Mereka mengatakan bahwa TNI juga melakukan real count Pilpres 2019 dan pemenangnya sudah diketahui lebih dahulu dari pada penghitungan oleh KPU. Dan tentu saja pemenangnya adalah pihak yang didukungnya. Informasi hoaks ini kemudian ditambahkan informasi pendukung yang tampak meyakinkan yang menyatakan hal tersebut adalah penyebab Babinsa tidak boleh ikut mengamankan TPS.Â
Saya hampir tak bisa menahan tawa saat mendengan informasi tersebut diperbincangkan dengan begitu yakin dan percaya diri.
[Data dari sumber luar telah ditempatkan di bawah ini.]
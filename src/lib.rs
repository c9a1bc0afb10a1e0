//! Directional mouse-gesture recognition.
//!
//! Turns a noisy stream of timestamped pointer samples into a discrete
//! gesture key (straight swipe, L-corner, V / inverted V) and resolves it
//! through a [`GestureMap`] to an [`Action`]. Every entry point is a pure
//! function of the point stream, a [`GestureConfig`] snapshot, and a map
//! snapshot; capturing pointer events and performing actions is left to the
//! host.

pub mod action;
pub mod config;
pub mod direction;
pub mod error;
pub mod math;
pub mod recognize;
pub mod stroke;

pub use action::{Action, ActionScope, GestureKey, GestureMap};
pub use config::{GestureConfig, Preset};
pub use direction::{extract_sequences, Direction4, Direction8, DirectionSequences};
pub use error::{ConfigError, GesturaError, MapError, Result};
pub use recognize::{recognize, Classifier, GestureResult, Recognize};
pub use stroke::{PreviewChange, Sample, StrokeRecorder};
Apa kepentingan TNI hingga melakukan real count Pilpres 2019? Yang jelas tak mungkin TNI melakukan Real Count Pilpres 2019.
Keberadaan TNI terkait Pemilu 2019 adalah murni untuk pengamanan bersama-sama dengan POLRI. Lagipula, hanya Real Count KPU yang legal dan berkekuatan hukum.
Penghitungannya pun dilakukan secara manual dan diawasi oleh berbagai komponen masyarakat. Jika pun ada kecurangan, maka hal tersebut dapat dengan mudah diketahui sehingga bisa diambil tindakan yang sesuai dengan koridor peraturan perundang-undangan.
Hoaks 3: Negara tergadai oleh Utang China sehingga ikut campur memenangkan pihak tertentu
Informasi ini sudah lama dihembuskan secara masif jauh sebelum Pemilu 2019. Dan sangat wajar jika banyak masyarakat yang pikirannya terpengaruh.
Informasi hoaks ini tetap tersebar hingga setelah Pemilu 2019 dengan ditambahi berbagai macam bumbu informasi (yang juga hoaks) agar semakin meyakinkan. Dan dari perbincangan tersebut, dikatakan bahwa China sangat berkepentingan dengan Pilpres 2019 agar utang, aset dan kepentinganya di Indonesia tetap aman.
Karenanya China tidak tinggal diam dan berusaha membantu salah satu kubu (dengan berbuat curang, merubah data dan sebagainya) agar memenangkan Pilpres 2019.Â
Padahal berbagai pihak yang berwenang dan kompeten telah memberikan berbagai rupa penjelasan terkait utang pemerintah. Data-data utang pun sangat transparan dipublikasikan dan bisa diakses secara luas oleh berbagai kalangan. Hanya saja dalam membaca data tersebut memang diperlukan pengetahuan yang memadai agar tidak terjadi kesalahpahaman.
Ironisnya, cukup banyak orang-orang yang berpendidikan tinggi khususnya dari latar belakang ilmu ekonomi dan keuangan yang percaya informasi hoaks tersebut dan ikut menyebarkannya sehingga masyarakat awam makin banyak yang percaya.